I read Maya Banks’ novel Colters’ Woman, the first in the Colters’ Legacy series, for one simple reason. I had never before read a ménage romance, and had to start somewhere to correct the deficiency.
However, I finished the book and still don’t think I’ve read a ménage romance. But more on that later.
The story begins when Adam Colter discovers an unconscious woman near the hunting lodge where he lives with his two brothers. The moment he turns the woman’s body over and sees her face, he starts getting hard, which is a sign that she’s The One. So he carries the (still passed-out) woman inside, where his brothers Ethan and Ryan also recognize that this is who they’ve been waiting for all their lives. Then Adam strips her naked and puts her in the Jacuzzi.
With a novel that was more realistic, I would have been utterly repelled. But here, it couldn’t be clearer that we’re in a fairy tale if the story had started “Once upon a time”. Plus, the pacing is so fast I barely had time to think. Page 1 : Woman. Page 2 : Erection. Page 3 : Brothers. Page 4 : Bathtime. So I went with the flow.
Much as the heroine, Holly, does. Yes, she’s fleeing from her murderous husband and yes, she doesn’t know any of these men, but they’re all sooooo hot. Plus, they make it clear they’ll kill anyone who tries to hurt her. Holly soon trusts them, but after first Adam and then Ethan kisses her, she’s mortified at having responded to both of them. Doesn’t that make her a slut?
No, they’re delighted to inform her. It makes her their woman. This is how they roll in the Colter family.
“Our fathers chose our mother, our grandfathers chose our grandmother.”
Apparently there are three sons in each generation, and they all fall for the same woman. I found this fascinating in a bizarre way, and kept reading from sheer curiosity – what would happen if the sons had different preferences in women? Or if they can’t all live together because their education or work takes them elsewhere?
Unfortunately the story doesn’t get into any of this. Instead, after the men explain to Holly that she is now the sun around which they’ll revolve, they prove it by taking care of her every need. For instance, when she has a headache,
He walked to one of the cabinets, retrieved a bottle of ibuprofen, shook out several pills and handed them to her.
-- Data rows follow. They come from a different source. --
use std::collections::HashMap;
use std::sync::{Arc, Mutex, MutexGuard, PoisonError};

use crate::domain::AccountId;

/// One mutex per account id, alive only while someone holds or waits on it.
///
/// Pairs are always locked in ascending id order so that two transfers
/// moving money in opposite directions between the same accounts take their
/// locks in the same sequence.
#[derive(Default, Debug)]
pub struct LockTable {
    locks: Mutex<HashMap<AccountId, Arc<Mutex<()>>>>,
}

impl LockTable {
    pub fn new() -> Self {
        Self::default()
    }

    /// Runs `f` while holding the lock of one account.
    pub fn with_account<T>(&self, id: &AccountId, f: impl FnOnce() -> T) -> T {
        let handle = self.handle(id);
        let result = {
            let _guard = acquire(&handle);
            f()
        };
        drop(handle);
        self.prune(&[id]);
        result
    }

    /// Runs `f` while holding the locks of two distinct accounts, lowest id
    /// first.
    pub fn with_pair<T>(&self, a: &AccountId, b: &AccountId, f: impl FnOnce() -> T) -> T {
        let (low, high) = if a <= b { (a, b) } else { (b, a) };
        let first = self.handle(low);
        let second = self.handle(high);
        let result = {
            let _first = acquire(&first);
            let _second = acquire(&second);
            f()
        };
        drop(first);
        drop(second);
        self.prune(&[low, high]);
        result
    }

    pub fn len(&self) -> usize {
        self.table().len()
    }

    pub fn is_empty(&self) -> bool {
        self.table().is_empty()
    }

    fn handle(&self, id: &AccountId) -> Arc<Mutex<()>> {
        Arc::clone(self.table().entry(id.clone()).or_default())
    }

    /// Drops handles only the table still references. Cloning happens under
    /// the same table lock, so a removed mutex has no waiters.
    fn prune(&self, ids: &[&AccountId]) {
        let mut table = self.table();
        for id in ids {
            if table.get(*id).is_some_and(|h| Arc::strong_count(h) == 1) {
                table.remove(*id);
            }
        }
    }

    fn table(&self) -> MutexGuard<'_, HashMap<AccountId, Arc<Mutex<()>>>> {
        self.locks.lock().unwrap_or_else(PoisonError::into_inner)
    }
}

/// The guarded value is `()`, so a poisoned lock carries no broken state.
fn acquire(lock: &Mutex<()>) -> MutexGuard<'_, ()> {
    lock.lock().unwrap_or_else(PoisonError::into_inner)
}
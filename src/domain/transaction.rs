use std::str::FromStr;

use chrono::{DateTime, Utc};

use crate::domain::{AccountId, Money, StoreError};

/// Ledger reference, a ULID assigned when the entry is created.
#[derive(Debug, Clone, Copy, PartialEq, Eq, PartialOrd, Ord, Hash)]
pub struct ReferenceId(ulid::Ulid);

impl ReferenceId {
    pub fn new() -> Self {
        Self(ulid::Ulid::new())
    }

    pub fn inner(&self) -> ulid::Ulid {
        self.0
    }
}

impl Default for ReferenceId {
    fn default() -> Self {
        Self::new()
    }
}

impl core::fmt::Display for ReferenceId {
    fn fmt(&self, f: &mut core::fmt::Formatter<'_>) -> core::fmt::Result {
        write!(f, "{}", self.0)
    }
}

impl FromStr for ReferenceId {
    type Err = ulid::DecodeError;

    fn from_str(s: &str) -> Result<Self, Self::Err> {
        Ok(Self(ulid::Ulid::from_string(s)?))
    }
}

#[derive(Debug, Clone, Copy, PartialEq, Eq, Hash)]
pub enum EntryStatus {
    Pending,
    Completed,
    Failed,
}

impl EntryStatus {
    pub fn as_str(&self) -> &'static str {
        match self {
            EntryStatus::Pending => "PENDING",
            EntryStatus::Completed => "COMPLETED",
            EntryStatus::Failed => "FAILED",
        }
    }

    pub fn is_terminal(&self) -> bool {
        !matches!(self, EntryStatus::Pending)
    }
}

impl core::fmt::Display for EntryStatus {
    fn fmt(&self, f: &mut core::fmt::Formatter<'_>) -> core::fmt::Result {
        f.write_str(self.as_str())
    }
}

/// Balances of both parties around a completed transfer.
#[derive(Debug, Clone, Copy, PartialEq, Eq)]
pub struct BalanceSnapshot {
    pub from_before: Money,
    pub from_after: Money,
    pub to_before: Money,
    pub to_after: Money,
}

/// Audit record of one transfer attempt.
///
/// Starts `PENDING` and is finalized exactly once, to `COMPLETED` with a
/// [`BalanceSnapshot`] or to `FAILED` with a reason.
#[derive(Debug, Clone, PartialEq, Eq)]
pub struct LedgerEntry {
    reference_id: ReferenceId,
    from_account_id: AccountId,
    to_account_id: AccountId,
    amount: Money,
    description: String,
    status: EntryStatus,
    balances: Option<BalanceSnapshot>,
    failure_reason: Option<String>,
    created_at: DateTime<Utc>,
    finalized_at: Option<DateTime<Utc>>,
}

impl LedgerEntry {
    pub fn pending(
        from_account_id: AccountId,
        to_account_id: AccountId,
        amount: Money,
        description: impl Into<String>,
    ) -> Self {
        Self {
            reference_id: ReferenceId::new(),
            from_account_id,
            to_account_id,
            amount,
            description: description.into(),
            status: EntryStatus::Pending,
            balances: None,
            failure_reason: None,
            created_at: Utc::now(),
            finalized_at: None,
        }
    }

    pub fn reference_id(&self) -> ReferenceId {
        self.reference_id
    }

    pub fn from_account_id(&self) -> &AccountId {
        &self.from_account_id
    }

    pub fn to_account_id(&self) -> &AccountId {
        &self.to_account_id
    }

    pub fn amount(&self) -> Money {
        self.amount
    }

    pub fn description(&self) -> &str {
        &self.description
    }

    pub fn status(&self) -> EntryStatus {
        self.status
    }

    pub fn balances(&self) -> Option<&BalanceSnapshot> {
        self.balances.as_ref()
    }

    pub fn failure_reason(&self) -> Option<&str> {
        self.failure_reason.as_deref()
    }

    pub fn created_at(&self) -> DateTime<Utc> {
        self.created_at
    }

    pub fn finalized_at(&self) -> Option<DateTime<Utc>> {
        self.finalized_at
    }

    /// True when the account is either party of the transfer.
    pub fn involves(&self, account_id: &AccountId) -> bool {
        &self.from_account_id == account_id || &self.to_account_id == account_id
    }

    pub fn complete(&mut self, balances: BalanceSnapshot) -> Result<(), StoreError> {
        self.ensure_pending()?;
        self.status = EntryStatus::Completed;
        self.balances = Some(balances);
        self.finalized_at = Some(Utc::now());
        Ok(())
    }

    pub fn fail(&mut self, reason: impl Into<String>) -> Result<(), StoreError> {
        self.ensure_pending()?;
        self.status = EntryStatus::Failed;
        self.failure_reason = Some(reason.into());
        self.finalized_at = Some(Utc::now());
        Ok(())
    }

    fn ensure_pending(&self) -> Result<(), StoreError> {
        if self.status.is_terminal() {
            return Err(StoreError::Finalized {
                reference: self.reference_id,
                status: self.status,
            });
        }
        Ok(())
    }
}

impl core::fmt::Display for LedgerEntry {
    fn fmt(&self, f: &mut core::fmt::Formatter<'_>) -> core::fmt::Result {
        write!(
            f,
            "{},ref={},from={},to={},amount={}",
            self.status, self.reference_id, self.from_account_id, self.to_account_id, self.amount
        )?;
        if let Some(reason) = &self.failure_reason {
            write!(f, ",reason={}", reason)?;
        }
        Ok(())
    }
}

#[cfg(test)]
mod tests {
    use super::*;

    fn entry() -> LedgerEntry {
        LedgerEntry::pending(
            AccountId::from("S"),
            AccountId::from("R"),
            Money::from_minor(1_000_00),
            "rent",
        )
    }

    fn snapshot() -> BalanceSnapshot {
        BalanceSnapshot {
            from_before: Money::from_minor(10_000_00),
            from_after: Money::from_minor(9_000_00),
            to_before: Money::from_minor(5_000_00),
            to_after: Money::from_minor(6_000_00),
        }
    }

    #[test]
    fn new_entry_is_pending_without_balances() {
        let e = entry();
        assert_eq!(e.status(), EntryStatus::Pending);
        assert!(e.balances().is_none());
        assert!(e.failure_reason().is_none());
        assert!(e.finalized_at().is_none());
        assert!(e.involves(&AccountId::from("S")));
        assert!(e.involves(&AccountId::from("R")));
        assert!(!e.involves(&AccountId::from("X")));
    }

    #[test]
    fn completion_records_balances_once() {
        let mut e = entry();
        let created = e.created_at();
        e.complete(snapshot()).unwrap();

        assert_eq!(e.status(), EntryStatus::Completed);
        assert_eq!(e.balances(), Some(&snapshot()));
        assert!(e.failure_reason().is_none());
        assert_eq!(e.created_at(), created);

        let err = e.fail("late").unwrap_err();
        assert_eq!(
            err,
            StoreError::Finalized {
                reference: e.reference_id(),
                status: EntryStatus::Completed,
            }
        );
        assert_eq!(e.status(), EntryStatus::Completed);
    }

    #[test]
    fn failure_keeps_balances_empty() {
        let mut e = entry();
        e.fail("credit rejected").unwrap();

        assert_eq!(e.status(), EntryStatus::Failed);
        assert_eq!(e.failure_reason(), Some("credit rejected"));
        assert!(e.balances().is_none());
        assert!(e.complete(snapshot()).is_err());
    }

    #[test]
    fn reference_ids_are_unique_and_parse_back() {
        let a = ReferenceId::new();
        let b = ReferenceId::new();
        assert_ne!(a, b);
        assert_eq!(a.to_string().parse::<ReferenceId>().unwrap(), a);
        assert!("not-a-ulid".parse::<ReferenceId>().is_err());
    }
}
Ah, the bottle had a child-proof lid. For her part, Holly flinches and sobs a lot, to the point where the men think of her as a “skittish colt” and a “frightened fawn”. Naturally, she’s a virgin, since she escaped from her husband before their wedding night (but of course she’s an expert at oral sex and engages in an enthusiastic four-way her first time). She’s also a trust fund baby, meaning she doesn’t need to work.
In other words, she’s perfect for the brothers. I should say something about their characterization, but they’re so thinly sketched they never advance beyond one-dimensional. Adam is the authoritative one, Ethan is the easygoing one and Ryan is the tortured one. That’s all you need to know, since when it comes to sex they’re pretty much interchangeable.
Speaking of the sex scenes, they’re numerous and detailed, if not emotionally moving, and there’s no m/m of any kind. This was another thing I was curious about: did the men decide beforehand on how to maneuver so they didn’t end up accidentally touching each other (and what to do if they did)? Alas, no answer was forthcoming.
Ultimately, Colters’ Woman doesn’t pretend to be anything other than what it is – not so much a romance as a wish-fulfilment fantasy where you can imagine yourself in the place of beautiful blank-slate Holly, relaxing in a picturesque snow-covered lodge with three gorgeous men to feed, bathe, clothe, protect and make love to you. Especially make love to you. But any readers looking for a deeper or more well-characterized ménage romance may want to look elsewhere – as will I.